Work required:
Please return all lines of the data below containing the string "domains".

Excerpted records:
══════════

//! Cross-domain collaborators backed by the Postgres repositories
//!
//! Each domain crate declares the traits it needs from its neighbours
//! (`UserDirectory`, `ItemDirectory`, ...) without depending on them.
//! The composing application wires those seams here, on top of the
//! same repositories the domain routers use.

use async_trait::async_trait;
use chrono::{DateTime, Utc};
use std::collections::HashMap;
use std::sync::Arc;
use uuid::Uuid;

use domain_bookings::{
    BookingError, BookingRepository, BookingResult, ItemSnapshot, PgBookingRepository,
};
use domain_items::{BookingBrief, ItemError, ItemRepository, ItemResult, PgItemRepository};
use domain_requests::{AnsweringItem, RequestError, RequestResult};
use domain_users::{PgUserRepository, UserRepository};

/// User lookups for the items, bookings and requests domains
pub struct UserLookup {
    users: Arc<PgUserRepository>,
}

impl UserLookup {
    pub fn new(users: Arc<PgUserRepository>) -> Self {
        Self { users }
    }
}

#[async_trait]
impl domain_bookings::UserDirectory for UserLookup {
    async fn user_exists(&self, id: Uuid) -> BookingResult<bool> {
        let user = self
            .users
            .get_by_id(id)
            .await
            .map_err(|e| BookingError::Internal(e.to_string()))?;
        Ok(user.is_some())
    }
}

#[async_trait]
impl domain_requests::UserDirectory for UserLookup {
    async fn user_exists(&self, id: Uuid) -> RequestResult<bool> {
        let user = self
            .users
            .get_by_id(id)
            .await
            .map_err(|e| RequestError::Internal(e.to_string()))?;
        Ok(user.is_some())
    }
}

#[async_trait]
impl domain_items::UserDirectory for UserLookup {
    async fn user_exists(&self, id: Uuid) -> ItemResult<bool> {
        let user = self
            .users
            .get_by_id(id)
            .await
            .map_err(|e| ItemError::Internal(e.to_string()))?;
        Ok(user.is_some())
    }

    async fn user_names(&self, ids: &[Uuid]) -> ItemResult<HashMap<Uuid, String>> {
        let mut names = HashMap::with_capacity(ids.len());
        for &id in ids {
            let user = self
                .users
                .get_by_id(id)
                .await
                .map_err(|e| ItemError::Internal(e.to_string()))?;
            if let Some(user) = user {
                names.insert(id, user.name);
            }
        }
        Ok(names)
    }
}

/// Item lookups for the bookings and requests domains
pub struct ItemLookup {
    items: Arc<PgItemRepository>,
}

impl ItemLookup {
    pub fn new(items: Arc<PgItemRepository>) -> Self {
        Self { items }
    }
}

#[async_trait]
impl domain_bookings::ItemDirectory for ItemLookup {
    async fn get_item(&self, id: Uuid) -> BookingResult<Option<ItemSnapshot>> {
        let item = self
            .items
            .get_by_id(id)
            .await
            .map_err(|e| BookingError::Internal(e.to_string()))?;
        Ok(item.map(|item| ItemSnapshot {
            id: item.id,
            owner_id: item.owner_id,
            available: item.available,
        }))
    }

    async fn user_owns_items(&self, user_id: Uuid) -> BookingResult<bool> {
        self.items
            .owner_has_items(user_id)
            .await
            .map_err(|e| BookingError::Internal(e.to_string()))
    }
}

#[async_trait]
impl domain_requests::ItemProvider for ItemLookup {
    async fn items_answering(&self, request_ids: &[Uuid]) -> RequestResult<Vec<AnsweringItem>> {
        let items = self
            .items
            .list_by_request_ids(request_ids)
            .await
            .map_err(|e| RequestError::Internal(e.to_string()))?;
        Ok(items
            .into_iter()
            .filter_map(|item| {
                item.request_id.map(|request_id| AnsweringItem {
                    id: item.id,
                    name: item.name,
                    description: item.description,
                    available: item.available,
                    owner_id: item.owner_id,
                    request_id,
                })
            })
            .collect())
    }
}

/// Booking lookups for item enrichment and comment gating
pub struct BookingHistory {
    bookings: Arc<PgBookingRepository>,
}

impl BookingHistory {
    pub fn new(bookings: Arc<PgBookingRepository>) -> Self {
        Self { bookings }
    }
}

fn brief(booking: domain_bookings::Booking) -> BookingBrief {
    BookingBrief {
        id: booking.id,
        booker_id: booking.booker_id,
        start: booking.start,
        end: booking.end,
    }
}

#[async_trait]
impl domain_items::BookingLookup for BookingHistory {
    async fn last_for_item(
        &self,
        item_id: Uuid,
        now: DateTime<Utc>,
    ) -> ItemResult<Option<BookingBrief>> {
        let booking = self
            .bookings
            .last_for_item(item_id, now)
            .await
            .map_err(|e| ItemError::Internal(e.to_string()))?;
        Ok(booking.map(brief))
    }

    async fn next_for_item(
        &self,
        item_id: Uuid,
        now: DateTime<Utc>,
    ) -> ItemResult<Option<BookingBrief>> {
        let booking = self
            .bookings
            .next_for_item(item_id, now)
            .await
            .map_err(|e| ItemError::Internal(e.to_string()))?;
        Ok(booking.map(brief))
    }

    async fn has_begun_booking(
        &self,
        author_id: Uuid,
        item_id: Uuid,
        now: DateTime<Utc>,
    ) -> ItemResult<bool> {
        self.bookings
            .has_begun_booking(author_id, item_id, now)
            .await
            .map_err(|e| ItemError::Internal(e.to_string()))
    }
}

══════════

Written solution:
/// User lookups for the items, bookings and requests domains
/// Item lookups for the bookings and requests domains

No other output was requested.